Find each line below where the word "successful" occurs, and copy it.

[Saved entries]
——
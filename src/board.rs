use alloc::vec::Vec;
use ndarray::Array2;
use serde::{Deserialize, Serialize};

use crate::types::nd;
use crate::{
    BoardConfig, Cell, CellCount, Coord, Coord2, MINE, MinefieldGenerator, MoveResult,
    RandomMinefieldGenerator, Result, mult, neighbors,
};

/// The playing field: a rectangular grid of cells indexed `(column, row)`
/// with a fixed mine layout. Only per-cell cover/flag state mutates after
/// construction; a new game constructs a fresh board.
#[derive(Clone, Debug, PartialEq, Serialize, Deserialize)]
pub struct Board {
    width: Coord,
    height: Coord,
    mine_count: CellCount,
    flag_count: CellCount,
    grid: Array2<Cell>,
}

impl Board {
    /// Builds a board with mines drawn by the seeded random generator.
    pub fn new(width: Coord, height: Coord, mines: CellCount, seed: u64) -> Result<Self> {
        Self::with_generator(
            BoardConfig::new(width, height, mines),
            RandomMinefieldGenerator::new(seed),
        )
    }

    /// Builds a board from any mine layout source. The mine count is taken
    /// from the generated grid, so it always matches the actual layout.
    pub fn with_generator(config: BoardConfig, generator: impl MinefieldGenerator) -> Result<Self> {
        let values = generator.generate(config)?;
        let mine_count = values.iter().filter(|&&value| value == MINE).count() as CellCount;
        let grid = Array2::from_shape_fn(values.raw_dim(), |(column, row)| {
            Cell::new(column as Coord, row as Coord, values[[column, row]])
        });

        Ok(Self {
            width: config.width,
            height: config.height,
            mine_count,
            flag_count: 0,
            grid,
        })
    }

    pub const fn width(&self) -> Coord {
        self.width
    }

    pub const fn height(&self) -> Coord {
        self.height
    }

    pub const fn mine_count(&self) -> CellCount {
        self.mine_count
    }

    /// Flags currently placed. Zero until the first successful `flag` call.
    pub const fn flag_count(&self) -> CellCount {
        self.flag_count
    }

    /// Read-only cell access. Out-of-range coordinates panic; callers are
    /// expected to stay within the board they configured.
    pub fn at(&self, column: Coord, row: Coord) -> &Cell {
        &self.grid[nd((column, row))]
    }

    /// Toggles the flag on a covered cell. Returns false without mutating
    /// anything when the cell is already uncovered.
    pub fn flag(&mut self, column: Coord, row: Coord) -> bool {
        let cell = &mut self.grid[nd((column, row))];
        if !cell.is_covered() {
            return false;
        }
        cell.toggle_flag();

        // flagging is infrequent, so recount instead of maintaining the
        // counter move by move
        self.flag_count = self.grid.iter().filter(|cell| cell.is_flagged()).count() as CellCount;

        true
    }

    /// Reveals a cell and reports the move outcome.
    ///
    /// Uncovered or flagged targets are rejected as `InvalidMove`. Hitting a
    /// mine uncovers the entire board (flags included) and ends the round
    /// with `Explosion`. An empty target flood-fills its zero-valued region;
    /// a numbered target reveals just itself. Both re-evaluate victory.
    pub fn uncover(&mut self, column: Coord, row: Coord) -> MoveResult {
        let cell = self.at(column, row);
        if !cell.is_covered() || cell.is_flagged() {
            return MoveResult::InvalidMove;
        }

        if cell.is_mine() {
            log::debug!("mine hit at ({column}, {row})");
            for cell in self.grid.iter_mut() {
                cell.uncover();
            }
            return MoveResult::Explosion;
        }

        if cell.is_empty() {
            self.flood_uncover((column, row));
        } else {
            self.grid[nd((column, row))].uncover();
        }

        if self.is_won() {
            MoveResult::Victory
        } else {
            MoveResult::Ok
        }
    }

    /// Work-list expansion over the zero-valued region around `seed`,
    /// uncovering its numbered border as well. Only zero cells enter the
    /// stack, so the fill can never reach a mine; flagged cells are left
    /// alone and block expansion through them.
    fn flood_uncover(&mut self, seed: Coord2) {
        let bounds = (self.width, self.height);
        let mut stack = Vec::with_capacity(16);
        stack.push(seed);

        while let Some(coords) = stack.pop() {
            self.grid[nd(coords)].uncover();

            for pos in neighbors(coords, bounds) {
                let neighbor = self.grid[nd(pos)];
                if !neighbor.is_covered() || neighbor.is_flagged() {
                    continue;
                }
                if neighbor.is_empty() {
                    stack.push(pos);
                } else {
                    self.grid[nd(pos)].uncover();
                }
            }
        }
    }

    /// Full-grid victory scan, recomputed after every successful reveal: no
    /// uncovered mine, and every non-mine cell uncovered. O(width x height)
    /// per move, which is fine at the 26x26 ceiling this engine targets.
    fn is_won(&self) -> bool {
        let mut uncovered: CellCount = 0;
        for cell in self.grid.iter() {
            if !cell.is_covered() {
                if cell.is_mine() {
                    return false;
                }
                uncovered += 1;
            }
        }

        uncovered == mult(self.width, self.height) - self.mine_count
    }
}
——
_REPLY TO THE EXERCISE_:
    /// Flags currently placed. Zero until the first successful `flag` call.
    /// Full-grid victory scan, recomputed after every successful reveal: no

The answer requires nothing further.